**DATASET CONTENT**
•••••

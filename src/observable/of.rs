use std::marker::PhantomData;

use crate::sink::Sink;

use super::{Observable, Producer};

/// Emit a single value, then complete.
pub fn of<Item, Err>(value: Item) -> Observable<Item, Err>
where
  Item: Clone + Send + Sync + 'static,
  Err: Send + 'static,
{
  Observable::from_producer(OfProducer { value, _hint: PhantomData })
}

struct OfProducer<Item, Err> {
  value: Item,
  _hint: PhantomData<fn() -> Err>,
}

impl<Item, Err> Producer for OfProducer<Item, Err>
where
  Item: Clone + Send + Sync + 'static,
  Err: Send + 'static,
{
  type Item = Item;
  type Err = Err;

  fn run(&self, sink: Sink<Item, Err>) {
    sink.next(self.value.clone());
    sink.complete();
  }
}
use std::sync::Arc;

use crate::{
  observable::{Observable, Producer},
  observer::Observer,
  sink::Sink,
};

use super::{SubjectCore, Terminal};

/// The plain hot pivot: subscribers see only values pushed after they
/// subscribed.
pub struct PublishSubject<Item, Err> {
  core: Arc<SubjectCore<Item, Err>>,
}

impl<Item, Err> Clone for PublishSubject<Item, Err> {
  fn clone(&self) -> Self { Self { core: self.core.clone() } }
}

impl<Item, Err> Default for PublishSubject<Item, Err>
where
  Item: Clone + Send + 'static,
  Err: Clone + Send + 'static,
{
  fn default() -> Self { Self::new() }
}

impl<Item, Err> PublishSubject<Item, Err>
where
  Item: Clone + Send + 'static,
  Err: Clone + Send + 'static,
{
  pub fn new() -> Self { Self { core: Arc::new(SubjectCore::default()) } }

  pub fn next(&self, value: Item) { self.core.next(value); }

  pub fn error(&self, err: Err) { self.core.terminate(Terminal::Error(err)); }

  pub fn complete(&self) { self.core.terminate(Terminal::Completed); }

  pub fn is_terminated(&self) -> bool { self.core.is_terminated() }

  pub fn subscriber_count(&self) -> usize { self.core.subscriber_count() }

  /// The subscribable face of this subject.
  pub fn observable(&self) -> Observable<Item, Err> {
    Observable::from_producer(PublishProducer { core: self.core.clone() })
  }
}

impl<Item, Err> Observer<Item, Err> for PublishSubject<Item, Err>
where
  Item: Clone + Send + 'static,
  Err: Clone + Send + 'static,
{
  fn next(&mut self, value: Item) { PublishSubject::next(self, value) }

  fn error(&mut self, err: Err) { PublishSubject::error(self, err) }

  fn complete(&mut self) { PublishSubject::complete(self) }

  fn is_closed(&self) -> bool { self.is_terminated() }
}

struct PublishProducer<Item, Err> {
  core: Arc<SubjectCore<Item, Err>>,
}

impl<Item, Err> Producer for PublishProducer<Item, Err>
where
  Item: Clone + Send + 'static,
  Err: Clone + Send + 'static,
{
  type Item = Item;
  type Err = Err;

  fn run(&self, sink: Sink<Item, Err>) { self.core.insert(sink, |_| {}); }
}
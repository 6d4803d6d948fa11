//! The Observable core: a lazy description of how to produce an event
//! stream, erased behind [`Producer`].
//!
//! `subscribe` builds a [`Sink`] around the caller's observer, hands it to
//! the producer's `run`, and returns the sink as the cancellation handle.
//! Every subscription is independent (cold) unless the pipeline goes through
//! a Subject or a connectable.

use std::sync::Arc;

use crate::{
  diagnostics::Diagnostics,
  observer::{CallbackObserver, Observer},
  sink::Sink,
  subscription::Subscription,
};

mod connectable;
mod create;
mod defer;
mod from_iter;
mod interval;
mod of;
mod timer;
mod trivial;
pub use connectable::ConnectableObservable;
pub use create::create;
pub use defer::defer;
pub use from_iter::from_iter;
pub use interval::interval;
pub use of::of;
pub use timer::timer;
pub use trivial::{empty, never, throw};

/// The single entry point every source and operator implements.
///
/// `run` receives the sink built by the engine; it subscribes the sink (or
/// observers derived from it) to its upstream source(s), registering every
/// upstream subscription with the sink so disposal cascades.
pub trait Producer: Send + Sync {
  type Item;
  type Err;

  fn run(&self, sink: Sink<Self::Item, Self::Err>);
}

/// A cheaply clonable handle to a stream description.
pub struct Observable<Item, Err> {
  source: Arc<dyn Producer<Item = Item, Err = Err>>,
}

impl<Item, Err> Clone for Observable<Item, Err> {
  fn clone(&self) -> Self { Self { source: self.source.clone() } }
}

impl<Item, Err> Observable<Item, Err>
where
  Item: Send + 'static,
  Err: Send + 'static,
{
  pub fn from_producer(producer: impl Producer<Item = Item, Err = Err> + 'static) -> Self {
    Self { source: Arc::new(producer) }
  }

  /// Subscribe with a full observer, using the global diagnostics context.
  pub fn subscribe_observer(&self, observer: impl Observer<Item, Err> + Send + 'static) -> Subscription {
    self.subscribe_observer_with(observer, Diagnostics::global())
  }

  /// Subscribe with an explicit [`Diagnostics`] context. The context is
  /// inherited by every stage the pipeline creates under this subscription.
  pub fn subscribe_observer_with(
    &self, observer: impl Observer<Item, Err> + Send + 'static, diagnostics: Arc<Diagnostics>,
  ) -> Subscription {
    let sink = Sink::new(Box::new(observer), diagnostics);
    let handle = Subscription::new(sink.clone());
    self.source.run(sink);
    handle
  }

  /// Subscribe caring only about values.
  pub fn subscribe(&self, next: impl FnMut(Item) + Send + 'static) -> Subscription {
    self.subscribe_observer(CallbackObserver::new(next, |_err: Err| {}, || {}))
  }

  pub fn subscribe_err(
    &self, next: impl FnMut(Item) + Send + 'static, error: impl FnMut(Err) + Send + 'static,
  ) -> Subscription {
    self.subscribe_observer(CallbackObserver::new(next, error, || {}))
  }

  pub fn subscribe_complete(
    &self, next: impl FnMut(Item) + Send + 'static, complete: impl FnMut() + Send + 'static,
  ) -> Subscription {
    self.subscribe_observer(CallbackObserver::new(next, |_err: Err| {}, complete))
  }

  pub fn subscribe_all(
    &self, next: impl FnMut(Item) + Send + 'static, error: impl FnMut(Err) + Send + 'static,
    complete: impl FnMut() + Send + 'static,
  ) -> Subscription {
    self.subscribe_observer(CallbackObserver::new(next, error, complete))
  }

  /// Subscribe an intermediate stage: the upstream sink is registered with
  /// `parent` *before* the producer runs, so a terminal event forwarded
  /// synchronously during emission can still cancel a busy upstream (the
  /// `take`-on-an-infinite-source case). All operators chain through here.
  pub(crate) fn attach<PItem, PErr>(
    &self, observer: impl Observer<Item, Err> + Send + 'static, parent: &Sink<PItem, PErr>,
  ) -> Subscription
  where
    PItem: Send + 'static,
    PErr: Send + 'static,
  {
    let sink = Sink::new(Box::new(observer), parent.diagnostics().clone());
    let handle = Subscription::new(sink.clone());
    parent.add_upstream(handle.clone());
    self.source.run(sink);
    handle
  }
}
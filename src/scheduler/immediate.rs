use std::time::Duration;

use crate::subscription::Subscription;

use super::Scheduler;

/// Runs work synchronously on the calling thread.
///
/// Delayed and periodic work cannot be expressed without blocking the
/// caller, so `schedule_after` sleeps and `schedule_periodic` is refused.
/// Useful in tests and for forcing a pipeline to stay single-threaded.
pub struct ImmediateScheduler;

impl Scheduler for ImmediateScheduler {
  fn schedule(&self, task: Box<dyn FnOnce() + Send>) -> Subscription {
    task();
    Subscription::empty()
  }

  fn schedule_after(&self, delay: Duration, task: Box<dyn FnOnce() + Send>) -> Subscription {
    if !delay.is_zero() {
      std::thread::sleep(delay);
    }
    task();
    Subscription::empty()
  }

  fn schedule_periodic(&self, _period: Duration, _task: Box<dyn FnMut() + Send>) -> Subscription {
    panic!("ImmediateScheduler cannot run periodic work; use TokioScheduler or EventLoopScheduler")
  }
}

#[cfg(test)]
mod test {
  use std::{
    sync::{
      atomic::{AtomicBool, Ordering},
      Arc,
    },
    time::Instant,
  };

  use super::*;

  #[test]
  fn runs_inline() {
    let ran = Arc::new(AtomicBool::new(false));
    let flag = ran.clone();
    let scheduler = ImmediateScheduler;
    scheduler.schedule(Box::new(move || flag.store(true, Ordering::SeqCst)));
    assert!(ran.load(Ordering::SeqCst));
  }

  #[test]
  fn delay_blocks_the_caller() {
    let scheduler = ImmediateScheduler;
    let start = Instant::now();
    scheduler.schedule_after(Duration::from_millis(20), Box::new(|| {}));
    assert!(start.elapsed() >= Duration::from_millis(20));
  }
}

•••••

Only the lines from the beginning of the material above through the line with "of this subject." are wanted; extract them exactly.

filename src/observable/of.rs
use std::marker::PhantomData;

use crate::sink::Sink;

use super::{Observable, Producer};

/// Emit a single value, then complete.
pub fn of<Item, Err>(value: Item) -> Observable<Item, Err>
where
  Item: Clone + Send + Sync + 'static,
  Err: Send + 'static,
{
  Observable::from_producer(OfProducer { value, _hint: PhantomData })
}

struct OfProducer<Item, Err> {
  value: Item,
  _hint: PhantomData<fn() -> Err>,
}

impl<Item, Err> Producer for OfProducer<Item, Err>
where
  Item: Clone + Send + Sync + 'static,
  Err: Send + 'static,
{
  type Item = Item;
  type Err = Err;

  fn run(&self, sink: Sink<Item, Err>) {
    sink.next(self.value.clone());
    sink.complete();
  }
}
use std::sync::Arc;

use crate::{
  observable::{Observable, Producer},
  observer::Observer,
  sink::Sink,
};

use super::{SubjectCore, Terminal};

/// The plain hot pivot: subscribers see only values pushed after they
/// subscribed.
pub struct PublishSubject<Item, Err> {
  core: Arc<SubjectCore<Item, Err>>,
}

impl<Item, Err> Clone for PublishSubject<Item, Err> {
  fn clone(&self) -> Self { Self { core: self.core.clone() } }
}

impl<Item, Err> Default for PublishSubject<Item, Err>
where
  Item: Clone + Send + 'static,
  Err: Clone + Send + 'static,
{
  fn default() -> Self { Self::new() }
}

impl<Item, Err> PublishSubject<Item, Err>
where
  Item: Clone + Send + 'static,
  Err: Clone + Send + 'static,
{
  pub fn new() -> Self { Self { core: Arc::new(SubjectCore::default()) } }

  pub fn next(&self, value: Item) { self.core.next(value); }

  pub fn error(&self, err: Err) { self.core.terminate(Terminal::Error(err)); }

  pub fn complete(&self) { self.core.terminate(Terminal::Completed); }

  pub fn is_terminated(&self) -> bool { self.core.is_terminated() }

  pub fn subscriber_count(&self) -> usize { self.core.subscriber_count() }

  /// The subscribable face of this subject.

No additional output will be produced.